Authors: Rajat Ujjainiya, Akansha Tyagi, Viren Sardana, Salwa Naushin, Nitin Bhatheja, Kartik Kumar, Joydeb Barman, Satyartha Prakash, Rintu Kutum, Akash Kumar Bhaskar, Prateek Singh, Kumardeep Chaudhary, Menka Loomba, Yukti Khanna, Chestha Walecha, Rizwan Ahmed, Ashutosh Yadav, Archana Bajaj, Gaurav Malik, Sahar Qureshi, Swati Waghdhare, Samreen Siddiqui, Kamal Krishan Trehan, Manju Mani, Rajiv Dang, Poonam Das, Pankaj Dougall, Monica Mahajan, Sudipta Sonar, Kamini Jakhar, Reema Kumar, Mahima Tiwari, Shailendra Mani, Sankar Bhattacharyya, Sandeep Budhiraja, Anurag Agrawal, Debasis Dash, Sujeet Jha, Shantanu Sengupta
Published: 2022-04-01
DOI: 10.1038/s41467-022-29404-3
Source: Full article
AbstractImmunization is expected to confer protection against infection and severe disease for vaccines while reducing risks to unimmunized populations by inhibiting transmission.

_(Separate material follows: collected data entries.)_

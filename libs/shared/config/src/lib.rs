use std::env;
use std::str::FromStr;
use tracing::warn;

pub const DEFAULT_CSV_PATH: &str = "All_docs.csv";
pub const DEFAULT_HOST: &str = "0.0.0.0";
pub const DEFAULT_PORT: u16 = 5000;
pub const DEFAULT_FUZZY_THRESHOLD: u8 = 60;
pub const DEFAULT_PAGE_SIZE: usize = 20;
pub const DEFAULT_MAX_PAGE_SIZE: usize = 100;

#[derive(Debug, Clone)]
pub struct AppConfig {
    pub doctors_csv_path: String,
    pub host: String,
    pub port: u16,
    pub fuzzy_threshold: u8,
    pub default_page_size: usize,
    pub max_page_size: usize,
    pub required_practice_mode: Option<String>,
}

impl Default for AppConfig {
    fn default() -> Self {
        Self {
            doctors_csv_path: DEFAULT_CSV_PATH.to_string(),
            host: DEFAULT_HOST.to_string(),
            port: DEFAULT_PORT,
            fuzzy_threshold: DEFAULT_FUZZY_THRESHOLD,
            default_page_size: DEFAULT_PAGE_SIZE,
            max_page_size: DEFAULT_MAX_PAGE_SIZE,
            required_practice_mode: None,
        }
    }
}

impl AppConfig {
    pub fn from_env() -> Self {
        let mut config = Self {
            doctors_csv_path: env::var("DOCTORS_CSV_PATH")
                .unwrap_or_else(|_| {
                    warn!("DOCTORS_CSV_PATH not set, using default '{}'", DEFAULT_CSV_PATH);
                    DEFAULT_CSV_PATH.to_string()
                }),
            host: env::var("HOST").unwrap_or_else(|_| DEFAULT_HOST.to_string()),
            port: parse_var("PORT", DEFAULT_PORT),
            fuzzy_threshold: parse_var("FUZZY_THRESHOLD", DEFAULT_FUZZY_THRESHOLD),
            default_page_size: parse_var("DEFAULT_PAGE_SIZE", DEFAULT_PAGE_SIZE),
            max_page_size: parse_var("MAX_PAGE_SIZE", DEFAULT_MAX_PAGE_SIZE),
            required_practice_mode: env::var("REQUIRED_PRACTICE_MODE")
                .ok()
                .map(|mode| mode.trim().to_string())
                .filter(|mode| !mode.is_empty()),
        };

        config.sanitize();
        config
    }

    /// Pulls out-of-range tunables back to usable values.
    pub fn sanitize(&mut self) {
        if self.fuzzy_threshold > 100 {
            warn!("FUZZY_THRESHOLD {} exceeds 100, clamping", self.fuzzy_threshold);
            self.fuzzy_threshold = 100;
        }
        if self.max_page_size == 0 {
            warn!("MAX_PAGE_SIZE must be positive, using default");
            self.max_page_size = DEFAULT_MAX_PAGE_SIZE;
        }
        if self.default_page_size == 0 {
            warn!("DEFAULT_PAGE_SIZE must be positive, using default");
            self.default_page_size = DEFAULT_PAGE_SIZE;
        }
        if self.default_page_size > self.max_page_size {
            warn!(
                "DEFAULT_PAGE_SIZE {} exceeds MAX_PAGE_SIZE {}, clamping",
                self.default_page_size, self.max_page_size
            );
            self.default_page_size = self.max_page_size;
        }
    }

    pub fn bind_address(&self) -> String {
        format!("{}:{}", self.host, self.port)
    }
}

fn parse_var<T: FromStr + std::fmt::Display + Copy>(name: &str, default: T) -> T {
    match env::var(name) {
        Ok(raw) => raw.trim().parse().unwrap_or_else(|_| {
            warn!("{} has invalid value '{}', using default {}", name, raw, default);
            default
        }),
        Err(_) => default,
    }
}
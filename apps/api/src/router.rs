use axum::Router;
use tower_http::cors::{Any, CorsLayer};
use tower_http::trace::{self, TraceLayer};
use tracing::Level;

use doctor_cell::router::{doctor_routes, status_routes};
use doctor_cell::DoctorCellState;

pub fn create_router(state: DoctorCellState) -> Router {
    // Set up CORS
    let cors = CorsLayer::new()
        .allow_origin(Any)
        .allow_methods(Any)
        .allow_headers(Any);

    Router::new()
        .merge(status_routes(state.clone()))
        .nest("/search", doctor_routes(state))
        .layer(
            TraceLayer::new_for_http()
                .make_span_with(trace::DefaultMakeSpan::new()
                    .level(Level::INFO))
                .on_response(trace::DefaultOnResponse::new()
                    .level(Level::INFO)),
        )
        .layer(cors)
}
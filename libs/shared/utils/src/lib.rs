pub mod extractor;
pub mod test_utils;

Here, based on serial serological studies of an observational cohort of healthcare workers, we show that during a Severe Acute Respiratory Syndrome -Coronavirus 2 Delta-variant outbreak in Delhi, 25.3% (95% Confidence Interval 16.9-35.2) of previously uninfected, ChAdOx1-nCoV19 double vaccinated, healthcare workers were infected within less than two months, based on serology. Induction of anti-spike response was similar between groups with breakthrough infection (541 U/ml, Inter Quartile Range 374) and without (342 U/ml, Inter Quartile Range 497), as was the induction of neutralization activity to wildtype. This was not vaccine failure since vaccine effectiveness estimate based on infection rates in an unvaccinated cohort were about 70% and most infections were asymptomatic. We find that while ChAdOx1-nCoV19 vaccination remains effective in preventing severe infections, it is unlikely to be completely able to block transmission and provide herd immunity.